Château de Monclar
Dressé sur son antique motte féodale au cœur du Périgord, le château de Monclar conserve une imposante tour rectangulaire gothico-Renaissance, dernier vestige d'une forteresse médiévale en grande partie disparue.
Histoire
Au creux des collines douces de la Dordogne, le château de Monclar occupe une position hautaine sur une motte artificielle — ce tertre de terre et de pierre qui fut, dès le haut Moyen Âge, le signe visible du pouvoir seigneurial sur un terroir. Ce que le visiteur découvre aujourd'hui n'est qu'un fragment d'un ensemble autrefois bien plus imposant : une haute tour rectangulaire, surgissant de la végétation comme un survivant obstiné, raconte à elle seule cinq siècles d'histoire tourmentée. Ce qui rend Monclar singulier, c'est précisément cette qualité de ruine noble. Là où d'autres châteaux ont été restaurés, parfois à l'excès, Monclar offre une authenticité brute.

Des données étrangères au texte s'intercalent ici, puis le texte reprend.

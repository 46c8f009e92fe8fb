// SPDX-License-Identifier: MPL-2.0
// This Source Code Form is subject to the terms of the Mozilla Public
// License, v. 2.0. If a copy of the MPL was not distributed with this
// file, You can obtain one at https://mozilla.org/MPL/2.0/.

//! Tasmota Blinds - expose Tasmota shutters as window-covering accessories.
//!
//! A Tasmota shutter controller reports each shutter's position, direction
//! and target over MQTT. This crate keeps a cached copy of that state,
//! pushes every update to the host's window-covering service, and turns
//! host "set target position" requests into `ShutterPosition` commands.
//!
//! # Topics
//!
//! For device topic `Office` and shutter index `1`:
//!
//! - `stat/Office/RESULT` - partial reports after commands and moves
//! - `tele/Office/SENSOR` - periodic full snapshots
//! - `cmnd/Office/ShutterPosition1` - target position commands
//!
//! # Quick Start
//!
//! ```no_run
//! use tasmota_blinds::accessory::{AccessoryFactory, Characteristic, WindowCoveringService};
//! use tasmota_blinds::{AccessoryConfig, ShutterBridge};
//!
//! struct Service;
//! impl WindowCoveringService for Service {
//!     fn update_value(&self, characteristic: Characteristic, value: u8) {
//!         println!("{characteristic} is now {value}");
//!     }
//! }
//!
//! struct Host;
//! impl AccessoryFactory for Host {
//!     type Service = Service;
//!     fn window_covering(&self, _name: &str) -> Service {
//!         Service
//!     }
//! }
//!
//! #[tokio::main]
//! async fn main() -> tasmota_blinds::Result<()> {
//!     let config = AccessoryConfig::from_json(r#"{
//!         "name": "Office blinds",
//!         "mqttBrokerUrl": "mqtt://192.168.1.50:1883",
//!         "mqttTopic": "Office"
//!     }"#)?;
//!
//!     let bridge = ShutterBridge::connect(&config, &Host)?;
//!     bridge.handlers().set(Characteristic::TargetPosition, 75)?;
//!     Ok(())
//! }
//! ```
//!
//! # Without a broker
//!
//! [`ShutterAccessory`] only needs a [`Transport`](protocol::Transport), so
//! it can be driven directly, for instance from another MQTT stack.

pub mod accessory;
#[cfg(feature = "mqtt")]
pub mod bridge;
pub mod config;
pub mod error;
pub mod protocol;
pub mod state;
pub mod telemetry;
pub mod types;

pub use accessory::{
    AccessoryFactory, AccessoryInformation, Characteristic, CharacteristicHandlers,
    ShutterAccessory, WindowCoveringService,
};
#[cfg(feature = "mqtt")]
pub use bridge::ShutterBridge;
pub use config::{AccessoryConfig, MqttSettings};
pub use error::{ConfigError, Error, ParseError, ProtocolError, Result, ValueError};
pub use protocol::{ShutterTopics, Transport};
pub use state::{ShutterState, StateChange};
pub use types::{Position, PositionState};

La tour, qui constituait l'angle sud-ouest du corps de logis et en représente le tiers, s'impose avec une dignité austère. Ses maçonneries épaisses, caractéristiques de la transition entre le gothique finissant et les premiers frémissements de la Renaissance en Périgord, témoignent d'un savoir-faire constructif de haute tenue. Le site archéologique qui l'entoure ajoute une dimension supplémentaire à la visite. Les fossés qui ceinturaient jadis la motte sont encore lisibles dans le paysage pour un œil averti, et les vestiges à l'est du bâtiment permettent de restituer mentalement le volume initial du château — un exercice de reconstitution imaginaire que les passionnés d'architecture médiévale apprécieront particulièrement. Le cadre naturel de Saint-Georges-de-Montclard, village paisible du Bergeracois, renforce le sentiment d'isolement historique du site. Les bois environnants, les prés vallonnés et l'atmosphère rurale de cette portion de la Dordogne confèrent à la visite une couleur mélancolique et poétique, propre aux monuments qui ont traversé les âges sans fard ni restauration triomphante. Inscrit aux Monuments Historiques en 2007, le château de Monclar est une destination pour les curieux de patrimoine périgourdin, les amateurs de ruines pittoresques et les photographes en quête de compositions intemporelles, loin des foules qui se pressent vers les sites plus célèbres de la vallée de la Vézère.
Architecture
Le château de Monclar repose sur une motte féodale — dispositif défensif hérité des pratiques castrales des XIe-XIIe siècles — dont les fossés périphériques sont encore partiellement perceptibles dans la topographie du terrain. Cet ancrage dans un schéma d'implantation médiéval confère au site une profondeur historique que la seule lecture du bâtiment ne suffirait pas à restituer. De l'ensemble architectural élevé à la fin du XVe ou au début du XVIe siècle, seule subsiste dans un état significatif une haute tour rectangulaire, qui occupait l'angle sud-ouest du corps de logis et en constituait environ le tiers. Cette tour, par ses proportions élancées et ses maçonneries soigneusement appareillées, évoque le type de la tour-logis périgordine : à la fois symbole seigneurial, espace résidentiel et point de contrôle du territoire environnant. Son plan rectangulaire, sa verticalité et l'épaisseur de ses murs témoignent d'une conception encore largement héritée du Moyen Âge, légèrement adoucie par quelques détails propres à la Renaissance naissante dans le Sud-Ouest français. Les vestiges à l'est de la tour permettent de restituer l'emprise initiale du corps de logis, qui devait former un bâtiment allongé d'une surface non négligeable. Les matériaux employés sont vraisemblablement le calcaire local, abondant en Périgord, mis en œuvre selon les techniques régionales traditionnelles. Les interventions du XIXe siècle ont laissé quelques traces supplémentaires dans la maçonnerie, créant un palimpseste architectural que l'analyse minutieuse des élévations permet de démêler.